(WHAT IS NEEDED) Copy each line of the listing below where the word "Duration" turns up.

(DATA SHOWN)
========================================

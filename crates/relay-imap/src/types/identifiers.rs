//! UID and UIDVALIDITY. Both are non-zero 32-bit numbers on the wire.

use std::num::NonZeroU32;

/// A message UID.
///
/// A UID names a message only inside one mailbox of one account, and only
/// while the mailbox keeps the same `UIDVALIDITY`. Moving a message to
/// another mailbox gives it a new UID.
#[derive(Debug, Clone, Copy, PartialEq, Eq, PartialOrd, Ord, Hash)]
pub struct Uid(NonZeroU32);

impl Uid {
    /// `None` for 0, which is never a valid UID.
    #[must_use]
    pub fn new(n: u32) -> Option<Self> {
        NonZeroU32::new(n).map(Self)
    }

    /// The number.
    #[must_use]
    pub const fn get(self) -> u32 {
        self.0.get()
    }
}

impl std::fmt::Display for Uid {
    fn fmt(&self, f: &mut std::fmt::Formatter<'_>) -> std::fmt::Result {
        std::fmt::Display::fmt(&self.0, f)
    }
}

/// Epoch of a mailbox's UIDs. A different value means every UID seen
/// before names nothing.
#[derive(Debug, Clone, Copy, PartialEq, Eq, Hash)]
pub struct UidValidity(NonZeroU32);

impl UidValidity {
    /// `None` for 0.
    #[must_use]
    pub fn new(n: u32) -> Option<Self> {
        NonZeroU32::new(n).map(Self)
    }

    /// The number.
    #[must_use]
    pub const fn get(self) -> u32 {
        self.0.get()
    }
}

impl std::fmt::Display for UidValidity {
    fn fmt(&self, f: &mut std::fmt::Formatter<'_>) -> std::fmt::Result {
        std::fmt::Display::fmt(&self.0, f)
    }
}
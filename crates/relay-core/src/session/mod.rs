//! Session manager.
//!
//! Turns an account name into an authenticated connection with a folder
//! selected. A [`Session`] owns its connection; dropping it (on any path,
//! including a cancelled future) tears the transport down, and
//! [`Session::close`] logs out politely first.
//!
//! Transient network failures (reset, premature EOF, timeout) anywhere
//! between connecting and opening the folder get exactly one retry on a new
//! connection. Rejected credentials and refused folders are never retried.

mod connector;
mod health;

use std::future::Future;
use std::sync::Arc;
use std::time::{Duration, Instant};

use relay_imap::{Client, Mailbox, MailboxStatus};
use tokio::sync::{Mutex, MutexGuard};
use tracing::{debug, info, warn};

pub use connector::{BoxedStream, Connector, MailStream, TlsConnector};
pub use health::ConnectionHealth;

use crate::account::{Account, AccountRegistry};
use crate::config::Settings;
use crate::error::{Error, Result};
use crate::vault::Secret;

/// IMAP client over a boxed transport.
pub type ImapClient = Client<BoxedStream>;

/// Runs `fut` under `limit`, turning expiry into a timeout error.
async fn within<T>(
    limit: Duration,
    fut: impl Future<Output = relay_imap::Result<T>>,
) -> relay_imap::Result<T> {
    tokio::time::timeout(limit, fut)
        .await
        .map_err(|_| relay_imap::Error::Timeout(limit))?
}

/// Opens and tests sessions.
#[derive(Clone)]
pub struct SessionManager {
    registry: AccountRegistry,
    connector: Arc<dyn Connector>,
    connect_timeout: Duration,
    io_timeout: Duration,
}

impl std::fmt::Debug for SessionManager {
    fn fmt(&self, f: &mut std::fmt::Formatter<'_>) -> std::fmt::Result {
        f.debug_struct("SessionManager")
            .field("connect_timeout", &self.connect_timeout)
            .field("io_timeout", &self.io_timeout)
            .finish_non_exhaustive()
    }
}

impl SessionManager {
    /// Creates a manager with timeouts from `settings`.
    #[must_use]
    pub fn new(
        registry: AccountRegistry,
        connector: Arc<dyn Connector>,
        settings: &Settings,
    ) -> Self {
        Self {
            registry,
            connector,
            connect_timeout: settings.connect_timeout(),
            io_timeout: settings.io_timeout(),
        }
    }

    /// The registry accounts are resolved from.
    #[must_use]
    pub const fn registry(&self) -> &AccountRegistry {
        &self.registry
    }

    /// Opens a session on `folder`, or the provider's inbox when `None`.
    ///
    /// # Errors
    ///
    /// - [`Error::AccountNotFound`] and credential errors from the vault.
    /// - [`Error::Connection`] after the single retry is spent.
    /// - [`Error::Authentication`] if the server rejects the login.
    /// - [`Error::FolderNotFound`] if the folder cannot be selected.
    pub async fn open(&self, account_name: &str, folder: Option<&str>) -> Result<Session> {
        let account = self.registry.get(account_name).await?;
        let folder = Mailbox::new(folder.unwrap_or(account.folders().inbox));

        let (client, status) = {
            let secret = self.registry.vault().load(&account.name).await?;
            self.establish_with_retry(&account, &secret, &folder, false)
                .await?
        };

        info!(account = %account.name, folder = %folder, exists = status.exists, "session opened");
        Ok(Session {
            account,
            folder,
            status,
            io_timeout: self.io_timeout,
            client: Mutex::new(client),
        })
    }

    /// Logs in to `account_name`, looks at the inbox and logs out again.
    ///
    /// Connection, credential and login failures are reported in the
    /// returned health rather than as errors.
    ///
    /// # Errors
    ///
    /// Returns [`Error::AccountNotFound`] or a storage error if the account
    /// cannot be resolved.
    pub async fn test(&self, account_name: &str) -> Result<ConnectionHealth> {
        let account = self.registry.get(account_name).await?;
        let started = Instant::now();
        match self.registry.vault().load(&account.name).await {
            Ok(secret) => Ok(self.probe_from(&account, &secret, started).await),
            Err(e) => Ok(ConnectionHealth::failed(
                &account.name,
                elapsed_ms(started),
                &e,
            )),
        }
    }

    /// Tests an account that need not be registered yet.
    pub async fn probe(&self, account: &Account, secret: &Secret) -> ConnectionHealth {
        self.probe_from(account, secret, Instant::now()).await
    }

    async fn probe_from(
        &self,
        account: &Account,
        secret: &Secret,
        started: Instant,
    ) -> ConnectionHealth {
        let inbox = Mailbox::new(account.folders().inbox);
        let (mut client, status) = match self
            .establish_with_retry(account, secret, &inbox, true)
            .await
        {
            Ok(opened) => opened,
            Err(e) => {
                warn!(account = %account.name, error = %e, "connection test failed");
                return ConnectionHealth::failed(&account.name, elapsed_ms(started), &e);
            }
        };
        let capabilities = client
            .capabilities()
            .iter()
            .map(ToString::to_string)
            .collect();
        self.logout_quietly(&mut client).await;

        ConnectionHealth::healthy(
            &account.name,
            elapsed_ms(started),
            capabilities,
            status.exists,
        )
    }

    /// Connects, logs in and opens `folder`, starting over once from a
    /// fresh connection if any of those steps fails transiently.
    async fn establish_with_retry(
        &self,
        account: &Account,
        secret: &Secret,
        folder: &Mailbox,
        read_only: bool,
    ) -> Result<(ImapClient, MailboxStatus)> {
        match self.establish(account, secret, folder, read_only).await {
            Err(e) if e.is_transient() => {
                warn!(account = %account.name, error = %e, "transient failure, retrying once");
                self.establish(account, secret, folder, read_only).await
            }
            other => other,
        }
    }

    async fn establish(
        &self,
        account: &Account,
        secret: &Secret,
        folder: &Mailbox,
        read_only: bool,
    ) -> Result<(ImapClient, MailboxStatus)> {
        let mut client = self.login(account, secret).await?;
        let opened = if read_only {
            within(self.io_timeout, client.examine(folder)).await
        } else {
            within(self.io_timeout, client.select(folder)).await
        };
        match opened {
            Ok(status) => Ok((client, status)),
            Err(e) => {
                self.logout_quietly(&mut client).await;
                Err(folder_error(e, folder))
            }
        }
    }

    async fn login(&self, account: &Account, secret: &Secret) -> Result<ImapClient> {
        debug!(host = %account.imap_host, port = account.imap_port, "connecting");
        let stream = within(
            self.connect_timeout,
            self.connector.connect(&account.imap_host, account.imap_port),
        )
        .await?;
        let mut client = within(self.io_timeout, Client::connect(stream)).await?;

        let password = secret.for_login();
        within(
            self.io_timeout,
            client.login(&account.email, password.expose()),
        )
        .await?;
        debug!(account = %account.name, "authenticated");
        Ok(client)
    }

    async fn logout_quietly(&self, client: &mut ImapClient) {
        if let Err(e) = within(self.io_timeout, client.logout()).await {
            debug!(error = %e, "logout failed");
        }
    }
}

/// Maps a failed SELECT/EXAMINE: a NO means the folder is not there.
fn folder_error(err: relay_imap::Error, folder: &Mailbox) -> Error {
    match err {
        relay_imap::Error::No { .. } => Error::FolderNotFound(folder.to_string()),
        other => other.into(),
    }
}

#[allow(clippy::cast_possible_truncation)]
fn elapsed_ms(started: Instant) -> u64 {
    started.elapsed().as_millis() as u64
}

/// An authenticated connection with a folder selected.
///
/// Commands on one session are serialized through an internal lock.
pub struct Session {
    account: Account,
    folder: Mailbox,
    status: MailboxStatus,
    io_timeout: Duration,
    client: Mutex<ImapClient>,
}

impl std::fmt::Debug for Session {
    fn fmt(&self, f: &mut std::fmt::Formatter<'_>) -> std::fmt::Result {
        f.debug_struct("Session")
            .field("account", &self.account.name)
            .field("folder", &self.folder)
            .finish_non_exhaustive()
    }
}

impl Session {
    /// The account this session belongs to.
    #[must_use]
    pub const fn account(&self) -> &Account {
        &self.account
    }

    /// The selected folder.
    #[must_use]
    pub const fn folder(&self) -> &Mailbox {
        &self.folder
    }

    /// What SELECT reported when the session opened.
    #[must_use]
    pub const fn status(&self) -> &MailboxStatus {
        &self.status
    }

    /// Exclusive access to the connection.
    pub(crate) async fn lock(&self) -> MutexGuard<'_, ImapClient> {
        self.client.lock().await
    }

    /// Runs one protocol command under the I/O timeout.
    pub(crate) async fn timed<T>(
        &self,
        fut: impl Future<Output = relay_imap::Result<T>>,
    ) -> relay_imap::Result<T> {
        within(self.io_timeout, fut).await
    }

    /// Logs out and releases the connection.
    ///
    /// # Errors
    ///
    /// Returns the logout failure; the connection is released either way.
    pub async fn close(self) -> Result<()> {
        let mut client = self.client.into_inner();
        let result = within(self.io_timeout, client.logout()).await;
        debug!(account = %self.account.name, "session closed");
        result.map_err(Error::from)
    }
}
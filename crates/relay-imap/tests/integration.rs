//! Integration tests for the IMAP client.
//!
//! A scripted stream replays canned server output and records everything the
//! client sends, so whole sessions run through the public API without a server.

#![allow(clippy::unwrap_used)]

use std::io::{self, Cursor};
use std::pin::Pin;
use std::sync::{Arc, Mutex};
use std::task::{Context, Poll};

use tokio::io::{AsyncRead, AsyncWrite, ReadBuf};

use relay_imap::{
    Capability, Client, Error, FetchAttribute, Flag, Mailbox, SearchCriteria, SessionState,
    StoreAction, Uid, UidSet,
};

/// Replays `responses` and captures writes into a shared buffer.
struct ScriptedStream {
    responses: Cursor<Vec<u8>>,
    sent: Arc<Mutex<Vec<u8>>>,
}

impl ScriptedStream {
    fn new(responses: &str) -> (Self, Arc<Mutex<Vec<u8>>>) {
        let sent = Arc::new(Mutex::new(Vec::new()));
        let stream = Self {
            responses: Cursor::new(responses.as_bytes().to_vec()),
            sent: Arc::clone(&sent),
        };
        (stream, sent)
    }
}

impl AsyncRead for ScriptedStream {
    fn poll_read(
        mut self: Pin<&mut Self>,
        _cx: &mut Context<'_>,
        buf: &mut ReadBuf<'_>,
    ) -> Poll<io::Result<()>> {
        let pos = usize::try_from(self.responses.position()).unwrap();
        let data = self.responses.get_ref();
        if pos >= data.len() {
            return Poll::Ready(Ok(()));
        }
        let n = (data.len() - pos).min(buf.remaining());
        buf.put_slice(&data[pos..pos + n]);
        self.responses.set_position((pos + n) as u64);
        Poll::Ready(Ok(()))
    }
}

impl AsyncWrite for ScriptedStream {
    fn poll_write(
        self: Pin<&mut Self>,
        _cx: &mut Context<'_>,
        buf: &[u8],
    ) -> Poll<io::Result<usize>> {
        self.sent.lock().unwrap().extend_from_slice(buf);
        Poll::Ready(Ok(buf.len()))
    }

    fn poll_flush(self: Pin<&mut Self>, _cx: &mut Context<'_>) -> Poll<io::Result<()>> {
        Poll::Ready(Ok(()))
    }

    fn poll_shutdown(self: Pin<&mut Self>, _cx: &mut Context<'_>) -> Poll<io::Result<()>> {
        Poll::Ready(Ok(()))
    }
}

fn sent_lines(sent: &Arc<Mutex<Vec<u8>>>) -> Vec<String> {
    String::from_utf8(sent.lock().unwrap().clone())
        .unwrap()
        .split("\r\n")
        .filter(|line| !line.is_empty())
        .map(str::to_string)
        .collect()
}

fn uid(n: u32) -> Uid {
    Uid::new(n).unwrap()
}

#[tokio::test]
async fn read_and_mark_session() {
    let script = concat!(
        "* OK [CAPABILITY IMAP4rev1 UIDPLUS] Dovecot ready.\r\n",
        "A0001 OK [CAPABILITY IMAP4rev1 UIDPLUS MOVE] Logged in\r\n",
        "* FLAGS (\\Answered \\Flagged \\Deleted \\Seen \\Draft)\r\n",
        "* OK [PERMANENTFLAGS (\\Answered \\Flagged \\Deleted \\Seen \\Draft \\*)] Flags permitted.\r\n",
        "* 5 EXISTS\r\n",
        "* 0 RECENT\r\n",
        "* OK [UIDVALIDITY 1700000000] UIDs valid\r\n",
        "* OK [UIDNEXT 106] Predicted next UID\r\n",
        "A0002 OK [READ-WRITE] Select completed.\r\n",
        "* SEARCH 104 105\r\n",
        "A0003 OK Search completed.\r\n",
        "* 5 FETCH (UID 105 FLAGS (\\Seen))\r\n",
        "A0004 OK Store completed.\r\n",
        "* BYE Logging out\r\n",
        "A0005 OK Logout completed.\r\n",
    );
    let (stream, sent) = ScriptedStream::new(script);

    let mut client = Client::connect(stream).await.unwrap();
    client.login("alice@example.com", "app password").await.unwrap();
    assert!(client.has_capability(&Capability::Move));

    let status = client.select(&Mailbox::new("INBOX")).await.unwrap();
    assert_eq!(status.exists, 5);
    assert_eq!(status.uid_validity.map(|v| v.get()), Some(1_700_000_000));
    assert!(status.flags.contains(&Flag::Draft));

    let unread = client.uid_search(SearchCriteria::Unseen).await.unwrap();
    assert_eq!(unread, vec![uid(104), uid(105)]);

    let echoed = client
        .uid_store(&UidSet::single(uid(105)), StoreAction::Add(vec![Flag::Seen]))
        .await
        .unwrap();
    assert_eq!(echoed.len(), 1);
    assert!(echoed[0].flags().unwrap().is_seen());

    client.logout().await.unwrap();
    assert_eq!(client.state(), &SessionState::Closed);

    assert_eq!(
        sent_lines(&sent),
        vec![
            "A0001 LOGIN alice@example.com \"app password\"",
            "A0002 SELECT INBOX",
            "A0003 UID SEARCH UNSEEN",
            "A0004 UID STORE 105 +FLAGS (\\Seen)",
            "A0005 LOGOUT",
        ]
    );
}

#[tokio::test]
async fn list_window_fetch() {
    let script = concat!(
        "* PREAUTH ready\r\n",
        "A0001 OK [READ-ONLY] Examined\r\n",
        "* 1 FETCH (UID 7 FLAGS () INTERNALDATE \" 2-Mar-2024 09:15:00 +0000\" ",
        "RFC822.SIZE 321 BODY[HEADER] {18}\r\nSubject: Lunch\r\n\r\n",
        " BODY[TEXT]<0> {9}\r\nSee you a)\r\n",
        "A0002 OK Fetch completed.\r\n",
    );
    let (stream, sent) = ScriptedStream::new(script);

    let mut client = Client::connect(stream).await.unwrap();
    client.examine(&Mailbox::new("Archive")).await.unwrap();

    let fetched = client
        .uid_fetch(
            &UidSet::from_uids(&[uid(7)]).unwrap(),
            vec![
                FetchAttribute::Uid,
                FetchAttribute::Flags,
                FetchAttribute::InternalDate,
                FetchAttribute::Rfc822Size,
                FetchAttribute::header(),
                FetchAttribute::text_preview(9),
            ],
        )
        .await
        .unwrap();

    let message = &fetched[0];
    assert_eq!(message.uid(), Some(uid(7)));
    assert!(message.flags().unwrap().is_empty());
    assert_eq!(message.internal_date(), Some(" 2-Mar-2024 09:15:00 +0000"));
    assert_eq!(message.size(), Some(321));
    assert!(message.section("header").unwrap().starts_with(b"Subject: Lunch"));
    assert_eq!(message.section("TEXT"), Some(&b"See you a"[..]));

    assert_eq!(
        sent_lines(&sent)[1],
        "A0002 UID FETCH 7 (UID FLAGS INTERNALDATE RFC822.SIZE BODY.PEEK[HEADER] BODY.PEEK[TEXT]<0.9>)"
    );
}

#[tokio::test]
async fn copy_to_missing_folder_reports_trycreate() {
    let script = concat!(
        "* PREAUTH ready\r\n",
        "A0001 OK [READ-WRITE] ok\r\n",
        "A0002 NO [TRYCREATE] Mailbox doesn't exist: Junk\r\n",
    );
    let (stream, _sent) = ScriptedStream::new(script);

    let mut client = Client::connect(stream).await.unwrap();
    client.select(&Mailbox::new("INBOX")).await.unwrap();
    let err = client
        .uid_copy(&UidSet::single(uid(3)), &Mailbox::new("Junk"))
        .await
        .unwrap_err();

    assert!(err.response_code().is_some_and(|code| code.is_missing_mailbox()));
    assert!(!err.is_fatal());
    // A rejected command leaves the folder selected.
    assert!(client.state().selected().is_some());
}

#[tokio::test]
async fn unsolicited_bye_disconnects() {
    let script = concat!(
        "* PREAUTH ready\r\n",
        "* BYE Autologout; idle for too long\r\n",
    );
    let (stream, _sent) = ScriptedStream::new(script);

    let mut client = Client::connect(stream).await.unwrap();
    let err = client.noop().await.unwrap_err();
    assert!(matches!(err, Error::Bye(_)));
    assert_eq!(client.state(), &SessionState::Disconnected);

    let err = client.noop().await.unwrap_err();
    assert!(matches!(err, Error::InvalidState(_)));
}
//! `relay account ...`

use std::io::BufRead;
use std::process::ExitCode;

use relay_core::{AccountSpec, Error, Relay, Secret};
use serde_json::json;
use tracing::info;

use crate::cli::AccountCommand;
use crate::output::emit;

const PASSWORD_VAR: &str = "RELAY_PASSWORD";

pub async fn run(relay: &Relay, command: AccountCommand) -> anyhow::Result<ExitCode> {
    match command {
        AccountCommand::Add {
            name,
            email,
            provider,
            host,
            port,
            no_verify,
        } => {
            let spec = AccountSpec {
                provider,
                host,
                port,
                ..AccountSpec::new(name, email)
            };
            add(relay, spec, !no_verify).await
        }
        AccountCommand::List => {
            for account in relay.accounts().list().await? {
                emit(&account)?;
            }
            Ok(ExitCode::SUCCESS)
        }
        AccountCommand::Remove { name, force, yes } => {
            relay.accounts().remove(&name, force, yes).await?;
            emit(&json!({ "removed": name }))?;
            Ok(ExitCode::SUCCESS)
        }
        AccountCommand::Test { name } => test(relay, name).await,
    }
}

async fn add(relay: &Relay, spec: AccountSpec, verify: bool) -> anyhow::Result<ExitCode> {
    let password = read_password(
        std::env::var(PASSWORD_VAR).ok(),
        &mut std::io::stdin().lock(),
    )?;
    if verify {
        let candidate = spec.clone().resolve()?;
        let health = relay.sessions().probe(&candidate, &password).await;
        if !health.ok {
            emit(&health)?;
            return Ok(ExitCode::FAILURE);
        }
    }

    let account = relay.accounts().add(spec, password.expose()).await?;
    info!(account = %account.name, "account added");
    emit(&account)?;
    Ok(ExitCode::SUCCESS)
}

async fn test(relay: &Relay, name: Option<String>) -> anyhow::Result<ExitCode> {
    let names = match name {
        Some(name) => vec![name],
        None => relay
            .accounts()
            .list()
            .await?
            .into_iter()
            .map(|account| account.name)
            .collect(),
    };

    let mut healthy = true;
    for name in names {
        let health = relay.sessions().test(&name).await?;
        healthy &= health.ok;
        emit(&health)?;
    }
    Ok(if healthy {
        ExitCode::SUCCESS
    } else {
        ExitCode::FAILURE
    })
}

/// The password from the environment, else the first line of `input`.
fn read_password(
    from_env: Option<String>,
    input: &mut impl BufRead,
) -> relay_core::Result<Secret> {
    if let Some(password) = from_env.filter(|p| !p.is_empty()) {
        return Ok(Secret::new(password));
    }
    let mut line = String::new();
    input.read_line(&mut line)?;
    let line = Secret::new(line);
    first_line(line.expose()).ok_or_else(|| {
        Error::Configuration(format!(
            "no password given; set {PASSWORD_VAR} or pipe it on stdin"
        ))
    })
}

fn first_line(input: &str) -> Option<Secret> {
    let line = input.lines().next()?.trim_end_matches('\r');
    (!line.is_empty()).then(|| Secret::new(line.to_string()))
}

========================================

(WRITTEN REPLY)
use std::time::{Duration, Instant};
    limit: Duration,
    connect_timeout: Duration,
    io_timeout: Duration,
    io_timeout: Duration,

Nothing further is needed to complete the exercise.